■ **Task**
Look through the listing for the string "clone" and copy out every line that holds it.

■ **Dataset records**
impl AiderSession {
    /// Create a session; nothing is spawned until [`start`](AiderSession::start).
    pub fn new(options: AiderOptions) -> Self {
        let (event_tx, _) = broadcast::channel(1000);
        Self {
            options,
            machine: Mutex::new(Machine::new()),
            process: Mutex::new(None),
            event_tx,
        }
    }

    // ========== Getters ==========

    /// Current state machine position
    pub async fn state(&self) -> SessionState {
        self.machine.lock().await.state
    }

    /// Pending startup question, when blocked on one
    pub async fn pending_confirmation(&self) -> Option<String> {
        self.machine.lock().await.pending_confirmation.clone()
    }

    /// Whether a child process is alive
    pub async fn is_running(&self) -> bool {
        self.process.lock().await.is_some()
    }

    /// Child process id
    pub async fn pid(&self) -> Option<u32> {
        self.process.lock().await.as_ref().and_then(|p| p.pid)
    }

    /// Subscribe to session events
    pub fn subscribe(&self) -> broadcast::Receiver<SessionEvent> {
        self.event_tx.subscribe()
    }

    // ========== Lifecycle ==========

    /// Spawn the aider process and the tasks that watch it.
    ///
    /// Idempotent: a second call while the child is alive is a no-op.
    pub async fn start(self: &Arc<Self>) -> Result<(), SessionError> {
        let mut process = self.process.lock().await;
        if process.is_some() {
            return Ok(());
        }

        let args = self.options.spawn_args();
        debug!(program = %self.options.program, ?args, "Starting aider");

        let mut child = match Command::new(&self.options.program)
            .args(&args)
            .current_dir(&self.options.working_dir)
            .stdin(Stdio::piped())
            .stdout(Stdio::piped())
            .stderr(Stdio::piped())
            .kill_on_drop(true)
            .spawn()
        {
            Ok(child) => child,
            Err(e) => {
                let _ = self.event_tx.send(SessionEvent::StreamError(format!(
                    "Failed to start aider: {}",
                    e
                )));
                return Err(SessionError::Spawn {
                    program: self.options.program.clone(),
                    source: e,
                });
            }
        };

        let stdout = child
            .stdout
            .take()
            .ok_or_else(|| io::Error::new(io::ErrorKind::Other, "failed to capture stdout"))?;
        let stderr = child
            .stderr
            .take()
            .ok_or_else(|| io::Error::new(io::ErrorKind::Other, "failed to capture stderr"))?;
        let stdin = child
            .stdin
            .take()
            .ok_or_else(|| io::Error::new(io::ErrorKind::Other, "failed to capture stdin"))?;

        self.machine.lock().await.reset();

        let pid = child.id();
        let (shutdown_tx, shutdown_rx) = oneshot::channel();
        *process = Some(ProcessHandle {
            stdin,
            pid,
            shutdown: Some(shutdown_tx),
        });
        drop(process);

        debug!(?pid, "Aider spawned");

        tokio::spawn(Self::stdout_loop(Arc::clone(self), stdout));
        tokio::spawn(Self::stderr_loop(Arc::clone(self), stderr));
        tokio::spawn(Self::supervise(Arc::clone(self), child, shutdown_rx));

        Ok(())
    }

    /// Kill the child and wait for the exit event. Safe to call when no
    /// process is running.
    pub async fn stop(&self) -> Result<(), SessionError> {
        // Subscribe before touching the handle: the supervisor clears the
        // handle under the same lock before it emits Exited, so a receiver
        // obtained here cannot miss that event.
        let mut rx = self.event_tx.subscribe();

        let shutdown = {
            let mut process = self.process.lock().await;
            match process.as_mut() {
                Some(handle) => handle.shutdown.take(),
                None => return Ok(()),
            }
        };
        // A missing channel means another stop is already driving teardown;
        // fall through and wait for the exit event alongside it.
        if let Some(shutdown) = shutdown {
            let _ = shutdown.send(());
        }

        loop {
            match rx.recv().await {
                Ok(SessionEvent::Exited { .. }) => break,
                Ok(_) => {}
                Err(broadcast::error::RecvError::Lagged(skipped)) => {
                    warn!(skipped, "Event stream lagged while stopping");
                }
                Err(broadcast::error::RecvError::Closed) => break,
            }
        }
        Ok(())
    }

    /// Send an interrupt signal to cancel in-flight work without ending
    /// the session.
    pub async fn interrupt(&self) -> Result<(), SessionError> {
        let pid = {
            let process = self.process.lock().await;
            process.as_ref().and_then(|p| p.pid)
        };
        let Some(pid) = pid else {
            return Err(SessionError::NotRunning);
        };
        Self::signal_interrupt(pid)
    }

    #[cfg(unix)]
    fn signal_interrupt(pid: u32) -> Result<(), SessionError> {
        use nix::sys::signal::{kill, Signal};
        use nix::unistd::Pid;

        kill(Pid::from_raw(pid as i32), Signal::SIGINT)
            .map_err(|e| SessionError::Signal(e.to_string()))
    }

    #[cfg(not(unix))]
    fn signal_interrupt(_pid: u32) -> Result<(), SessionError> {
        Err(SessionError::InterruptUnsupported)
    }

    // ========== Commands ==========

    /// Write a command to the child and begin a turn.
    ///
    /// Fails with [`SessionError::TurnInFlight`] while a previous command is
    /// still processing; callers must await the returned ticket (or the
    /// `TurnCompleted` event) before issuing the next command.
    pub async fn send_command(&self, command: &str) -> Result<TurnTicket, SessionError> {
        if !self.is_running().await {
            let _ = self.event_tx.send(SessionEvent::StreamError(
                "Aider process is not running.".to_string(),
            ));
            return Err(SessionError::NotRunning);
        }

        let (ticket, prev) = {
            let mut machine = self.machine.lock().await;
            if machine.state == SessionState::Processing {
                return Err(SessionError::TurnInFlight);
            }
            let prev = machine.state;
            (machine.arm(command), prev)
        };
        let _ = self.event_tx.send(SessionEvent::StateChange {
            from: prev,
            to: SessionState::Processing,
        });

        if let Err(e) = self.write_line(command).await {
            warn!(?e, "Failed to write command to aider");
            self.machine.lock().await.disarm(prev);
            let _ = self.event_tx.send(SessionEvent::StateChange {
                from: SessionState::Processing,
                to: prev,
            });
            let _ = self.event_tx.send(SessionEvent::StreamError(format!(
                "Failed to write to aider: {}",
                e
            )));
            return Err(e);
        }

        debug!(command_len = command.len(), "Command sent");
        Ok(ticket)
    }

    /// Answer the startup confirmation question.
    ///
    /// Returns `Ok(None)` when the session is not waiting on one; otherwise
    /// clears the pending question and sends the answer as a command.
    pub async fn answer_confirmation(
        &self,
        answer: &str,
    ) -> Result<Option<TurnTicket>, SessionError> {
        let ticket = {
            let mut machine = self.machine.lock().await;
            if machine.state != SessionState::WaitingForConfirmation {
                return Ok(None);
            }
            machine.pending_confirmation = None;
            machine.arm(answer)
        };
        let prev = SessionState::WaitingForConfirmation;
        let _ = self.event_tx.send(SessionEvent::StateChange {
            from: prev,
            to: SessionState::Processing,
        });

        if let Err(e) = self.write_line(answer).await {
            warn!(?e, "Failed to write confirmation answer to aider");
            self.machine.lock().await.disarm(prev);
            let _ = self.event_tx.send(SessionEvent::StateChange {
                from: SessionState::Processing,
                to: prev,
            });
            let _ = self.event_tx.send(SessionEvent::StreamError(format!(
                "Failed to write to aider: {}",
                e
            )));
            return Err(e);
        }

        Ok(Some(ticket))
    }

    async fn write_line(&self, text: &str) -> Result<(), SessionError> {
        let mut process = self.process.lock().await;
        let handle = process.as_mut().ok_or(SessionError::NotRunning)?;
        handle
            .stdin
            .write_all(format!("{}\n", text).as_bytes())
            .await?;
        handle.stdin.flush().await?;
        Ok(())
    }

    // ========== Stream Tasks ==========

    async fn stdout_loop(session: Arc<Self>, mut stdout: ChildStdout) {
        let mut buf = [0u8; 8192];
        loop {
            match stdout.read(&mut buf).await {
                Ok(0) => break,
                Ok(n) => {
                    let chunk = String::from_utf8_lossy(&buf[..n]).to_string();
                    session.handle_stdout_chunk(&chunk).await;
                }
                Err(e) => {
                    warn!(?e, "stdout read error");
                    break;
                }
            }
        }
    }

    async fn handle_stdout_chunk(&self, chunk: &str) {
        let mut events: Vec<SessionEvent> = Vec::new();
        let mut completed: Option<(oneshot::Sender<CompletedTurn>, CompletedTurn)> = None;

        {
            let mut machine = self.machine.lock().await;

            // The first chunk after a command opens with the echoed command
            // line; strip it once. A chunk that becomes empty is dropped.
            let text = match machine.last_command.take() {
                Some(command) => {
                    strip_command_echo(chunk, &command).unwrap_or_else(|| chunk.to_string())
                }
                None => chunk.to_string(),
            };

            if !text.is_empty() {
                events.push(SessionEvent::Data {
                    source: StreamSource::Stdout,
                    text: text.clone(),
                });
            }

            let armed = machine.state == SessionState::Starting;
            match machine.detector.absorb(&text, armed) {
                Some(TurnSignal::Confirmation(question)) => {
                    let from = machine.state;
                    machine.state = SessionState::WaitingForConfirmation;
                    machine.pending_confirmation = Some(question.clone());
                    events.push(SessionEvent::StateChange {
                        from,
                        to: SessionState::WaitingForConfirmation,
                    });
                    events.push(SessionEvent::ConfirmationRequired(question));
                }
                Some(TurnSignal::Turn { output }) => {
                    let from = machine.state;
                    machine.state = SessionState::Ready;
                    events.push(SessionEvent::TurnCompleted {
                        output: output.clone(),
                    });
                    events.push(SessionEvent::StateChange {
                        from,
                        to: SessionState::Ready,
                    });
                    if let Some(tx) = machine.pending_turn.take() {
                        completed = Some((tx, CompletedTurn { output }));
                    }
                }
                None => {}
            }
        }

        for event in events {
            let _ = self.event_tx.send(event);
        }
        // Resolve the ticket last so awaiting callers observe Ready.
        if let Some((tx, turn)) = completed {
            let _ = tx.send(turn);
        }
    }

    async fn stderr_loop(session: Arc<Self>, mut stderr: ChildStderr) {
        let mut buf = [0u8; 8192];
        loop {
            match stderr.read(&mut buf).await {
                Ok(0) => break,
                Ok(n) => {
                    let chunk = String::from_utf8_lossy(&buf[..n]).to_string();
                    // Known benign diagnostic from running on a pipe.
                    if chunk.contains("Input is not a terminal") {
                        continue;
                    }
                    let _ = session.event_tx.send(SessionEvent::Data {
                        source: StreamSource::Stderr,
                        text: chunk.clone(),
                    });
                    let _ = session.event_tx.send(SessionEvent::StreamError(chunk));
                }
                Err(e) => {
                    warn!(?e, "stderr read error");
                    break;
                }
            }
        }
    }

    /// Reap the child: wait for natural exit or the stop signal, then
    /// release the handle and abandon any pending turn.
    async fn supervise(session: Arc<Self>, mut child: Child, shutdown_rx: oneshot::Receiver<()>) {
        let code = tokio::select! {
            status = child.wait() => status.ok().and_then(|s| s.code()),
            _ = shutdown_rx => {
                if let Err(e) = child.kill().await {
                    warn!(?e, "Failed to kill aider");
                }
                child.wait().await.ok().and_then(|s| s.code())
            }
        };

        *session.process.lock().await = None;

        {
            let mut machine = session.machine.lock().await;
            // Dropping the sender wakes any ticket waiter with Abandoned.
            machine.pending_turn = None;
            machine.pending_confirmation = None;
            machine.last_command = None;
            machine.detector.reset();
        }

        debug!(?code, "Aider exited");
        let _ = session.event_tx.send(SessionEvent::Exited { code });
    }
}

■ **Written reply**
        self.machine.lock().await.pending_confirmation.clone()
                    program: self.options.program.clone(),
        tokio::spawn(Self::stdout_loop(Arc::clone(self), stdout));
        tokio::spawn(Self::stderr_loop(Arc::clone(self), stderr));
        tokio::spawn(Self::supervise(Arc::clone(self), child, shutdown_rx));
                    text: text.clone(),
                    machine.pending_confirmation = Some(question.clone());
                        output: output.clone(),
                        text: chunk.clone(),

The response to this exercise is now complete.